Yours in Filial Regards Cover

Kassia Waggoner and Adam Nemmers, Yours in Filial Regards: The Civil War Letters of a Texas Family. Fort Worth: Texas Christian University Press, 2015. 192 pp. Paper $27.50.

At two hundred and fifty-two pages, Yours in Filial Regards: The Civil War Letters of a Texas Family is an impressive compilation of a single Texas family’s cohesive Civil War correspondence. Brought together in chronological order and given context by its invested editors, Yours in Filial Regards reveals the narrative of the Love family of Limestone County. The history is not simply that of Civil War politics but that of this prominent, extended family maintaining relationships during a trying time. Members of the family would later hold political office in and around the greater Fort Worth/Dallas area. The letters were discovered in a garage sale in the 1990s and donated to the Mary Couts Burnett Library of Texas Christian University, where the editors of this book began examining the Love family’s letters as a graduate project.

Readers will be impressed by the consideration of the editorial method formulated by editors Kassia Waggoner and Adam Nemmers, as it removes barriers that researchers of Civil War correspondence often encounter. Waggoner and Nemmers offer editorial markings that preserve the intentions of the Love family’s particular notations, which have been digitized since their initial compilation. To that extent, this volume becomes a welcome translation, which can be read in tandem with the original documents, especially for those challenged by the handwriting of the period, allowing each author’s voice to become fully realized.

Altogether, Yours in Filial Regards contains an impressive seventy-three numbered letters as well as representations of ten mixed materials preserved from the single family spanning from 1859 to 1866. Pictures have been included to illustrate the authors of letters where available. The Love family includes soldiering brothers, their sisters, and their parents. It is through their voices that readers learn of issues regarding women on the home front, illnesses, economics, and, of course, battling. Waggoner and Nemmers note insights not available to readers of the text without reference to the original documents such as the fact that soldiering brothers—Cyrus, Sam, James, and John Love—did not appear concerned with constraints on paper materials as their exemplary handwriting was never minimized to cramped effect. These insights are balanced and considerate without being leading.

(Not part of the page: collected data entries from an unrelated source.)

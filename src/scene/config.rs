//! Campsite configuration: every behavior's declared options plus the seed

use std::path::Path;

use serde::{Deserialize, Serialize};

use crate::core::error::Error;
use crate::core::types::Result;
use crate::interaction::{BoundaryConfig, ProximityConfig};
use crate::lighting::FlickerConfig;

/// Configuration for a campsite scene.
///
/// Missing fields fall back to the defaults, so `{}` is a valid file.
#[derive(Clone, Debug, Default, PartialEq, Serialize, Deserialize)]
#[serde(default)]
pub struct SceneConfig {
    /// Seed for trees and mountains. `None` draws from entropy.
    pub seed: Option<u64>,
    pub flicker: FlickerConfig,
    pub boundary: BoundaryConfig,
    pub proximity: ProximityConfig,
}

impl SceneConfig {
    /// Parse and validate a JSON document.
    pub fn from_json_str(json: &str) -> Result<Self> {
        let config: Self = serde_json::from_str(json)?;
        config.validate()?;
        Ok(config)
    }

    /// Load from file
    pub fn load(path: impl AsRef<Path>) -> Result<Self> {
        let json = std::fs::read_to_string(path)?;
        Self::from_json_str(&json)
    }

    /// Save to file as pretty JSON
    pub fn save(&self, path: impl AsRef<Path>) -> Result<()> {
        let json = serde_json::to_string_pretty(self)?;
        std::fs::write(path, json)?;
        Ok(())
    }

    /// Reject values no behavior can work with.
    pub fn validate(&self) -> Result<()> {
        check_positive("flicker.speed", self.flicker.speed)?;
        check_finite("flicker.base_intensity", self.flicker.base_intensity)?;
        check_positive("boundary.max_radius", self.boundary.max_radius)?;
        check_positive("proximity.distance", self.proximity.distance)?;
        Ok(())
    }
}

fn check_finite(field: &str, value: f32) -> Result<()> {
    if value.is_finite() {
        Ok(())
    } else {
        Err(Error::InvalidConfig(format!("{field} must be finite, got {value}")))
    }
}

fn check_positive(field: &str, value: f32) -> Result<()> {
    check_finite(field, value)?;
    if value > 0.0 {
        Ok(())
    } else {
        Err(Error::InvalidConfig(format!("{field} must be positive, got {value}")))
    }
}
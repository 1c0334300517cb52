use crate::channel_batch::ChannelBatch;
use std::io::Write;
use std::sync::mpsc;
use tracing::warn;

// The optimizer never looks at what happens after a hand-off. Failures
// are the sink's business.
pub trait BatchSink {
    fn send_batch(&mut self, batch: &ChannelBatch);
}

impl<F> BatchSink for F
where
    F: FnMut(&ChannelBatch),
{
    fn send_batch(&mut self, batch: &ChannelBatch) {
        self(batch)
    }
}

// hands batches to a network thread without waiting on it
pub struct ForwardingSink {
    tx: mpsc::Sender<ChannelBatch>,
}

impl ForwardingSink {
    pub fn new(tx: mpsc::Sender<ChannelBatch>) -> Self {
        ForwardingSink { tx }
    }
}

impl BatchSink for ForwardingSink {
    fn send_batch(&mut self, batch: &ChannelBatch) {
        if self.tx.send(batch.clone()).is_err() {
            warn!(channels = batch.len(), "batch receiver has hung up, dropping batch");
        }
    }
}

pub struct JsonLinesSink<W: Write> {
    writer: W,
    failures: u64,
}

impl<W: Write> JsonLinesSink<W> {
    pub fn new(writer: W) -> Self {
        JsonLinesSink {
            writer,
            failures: 0,
        }
    }

    pub fn failures(&self) -> u64 {
        self.failures
    }

    pub fn get_ref(&self) -> &W {
        &self.writer
    }

    pub fn into_inner(self) -> W {
        self.writer
    }

    fn write_batch(&mut self, batch: &ChannelBatch) -> crate::Result<()> {
        serde_json::to_writer(&mut self.writer, batch)?;
        self.writer.write_all(b"\n")?;
        self.writer.flush()?;
        Ok(())
    }
}

impl<W: Write> BatchSink for JsonLinesSink<W> {
    fn send_batch(&mut self, batch: &ChannelBatch) {
        if let Err(err) = self.write_batch(batch) {
            self.failures += 1;
            warn!(error = %err, channels = batch.len(), "failed to write DMX batch");
        }
    }
}
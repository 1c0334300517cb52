use crate::autopilot::{AutopilotConfig, Lfo};
use crate::error::Result;
use crate::midi_input::MidiMapping;
use crate::options::OptimizerOptions;
use serde::{Deserialize, Serialize};
use serde_json::to_writer_pretty;
use std::fs::File;
use std::io::{self, BufReader};
use std::path::Path;
use std::time::Duration;
use tracing::info;

impl Config {
    pub fn read<P: AsRef<Path>>(filepath: P) -> Result<Self> {
        let file = File::open(filepath)?;
        let reader = BufReader::new(file);

        let config = serde_json::from_reader(reader)?;
        Ok(config)
    }

    pub fn read_or_default<P: AsRef<Path>>(filepath: P) -> Result<Self> {
        let filepath = filepath.as_ref();
        match File::open(filepath) {
            Ok(file) => Ok(serde_json::from_reader(BufReader::new(file))?),
            Err(ref err) if err.kind() == io::ErrorKind::NotFound => {
                info!(path = %filepath.display(), "no config file, using defaults");
                Ok(Config::default())
            }
            Err(err) => Err(err.into()),
        }
    }

    pub fn write<P: AsRef<Path>>(&self, filepath: P) -> Result<()> {
        to_writer_pretty(&File::create(filepath)?, self)?;
        Ok(())
    }

    pub fn frame_interval(&self) -> Duration {
        Duration::from_millis(self.frame_interval_ms.max(1))
    }
}

impl Default for Config {
    fn default() -> Self {
        Config {
            options: OptimizerOptions::default(),
            frame_interval_ms: default_frame_interval_ms(),
            output: OutputConfig::Stdout,
            autopilot: vec![
                // rgb par cycling at different rates
                AutopilotConfig {
                    channel: 0,
                    lfo: Lfo {
                        speed: 40,
                        skew: 64,
                        ..Lfo::default()
                    },
                    min: 0,
                    max: 255,
                    flicker: 0,
                    seed: 0,
                },
                AutopilotConfig {
                    channel: 1,
                    lfo: Lfo {
                        speed: 50,
                        skew: 64,
                        offset: 96,
                        ..Lfo::default()
                    },
                    min: 0,
                    max: 255,
                    flicker: 0,
                    seed: 0,
                },
                AutopilotConfig {
                    channel: 2,
                    lfo: Lfo {
                        speed: 60,
                        skew: 64,
                        offset: 32,
                        ..Lfo::default()
                    },
                    min: 0,
                    max: 255,
                    flicker: 0,
                    seed: 0,
                },
                // dimmer with a candle-ish wobble
                AutopilotConfig {
                    channel: 3,
                    lfo: Lfo {
                        speed: 20,
                        hold: 40,
                        skew: 100,
                        ..Lfo::default()
                    },
                    min: 120,
                    max: 255,
                    flicker: 6,
                    seed: 42,
                },
            ],
            midi_mappings: vec![MidiMapping {
                port: String::from("Midi Fighter Twister"),
                midi_channel: 1,
                cc: 0,
                dmx_channel: 3,
                min: 0,
                max: 255,
            }],
        }
    }
}

#[derive(Serialize, Deserialize, Debug, Clone, PartialEq)]
pub struct Config {
    #[serde(default)]
    pub options: OptimizerOptions,
    #[serde(default = "default_frame_interval_ms")]
    pub frame_interval_ms: u64,
    #[serde(default)]
    pub output: OutputConfig,
    #[serde(default)]
    pub autopilot: Vec<AutopilotConfig>,
    #[serde(default)]
    pub midi_mappings: Vec<MidiMapping>,
}

fn default_frame_interval_ms() -> u64 {
    16
}

#[derive(Serialize, Deserialize, Debug, Clone, PartialEq, Eq)]
pub enum OutputConfig {
    Stdout,
    File { path: String },
}

impl Default for OutputConfig {
    fn default() -> Self {
        OutputConfig::Stdout
    }
}
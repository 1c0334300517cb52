pub mod autopilot;
pub mod channel_batch;
pub mod config;
pub mod error;
pub mod frame_scheduler;
pub mod midi_input;
pub mod optimizer;
pub mod options;
pub mod shared_output;
pub mod sink;
pub mod stats;
pub mod trace;

pub use channel_batch::{Channel, ChannelBatch, DmxValue};
pub use error::{Error, Result};
pub use frame_scheduler::{FrameHandle, FrameScheduler, FrameTimer, ManualScheduler};
pub use optimizer::DmxOptimizer;
pub use options::{OptimizerOptions, OptionsUpdate};
pub use shared_output::{get_shared_output, SharedDmxOutput};
pub use sink::{BatchSink, ForwardingSink, JsonLinesSink};
pub use stats::{OptimizerStats, StatsSnapshot};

As a narrative, the family’s authors, subjects, and addressees include brother-in-law John Karner, Eliza Terrisa Love (Tea), Mary Elizabeth Love Karner (Bettie or Betty), Ellen Love, Fannie Farnsworth, and Lou Karner. It is through the rhetoric describing each that we learn how letters of the time were composed, shared, and even mailed or received through the strained trust of postal systems and from families to community. The letters themselves explain to readers that trust of those carriers was not built overnight. The family encouraged each other despite the environment to pursue endeavors of the mind and toward their knowledge in the arts and sciences, an encouraging sentiment even today. The triumphs of this particular book are those very insights presented to its audience through the editors’ diligent research, commentary, and editorial inventiveness.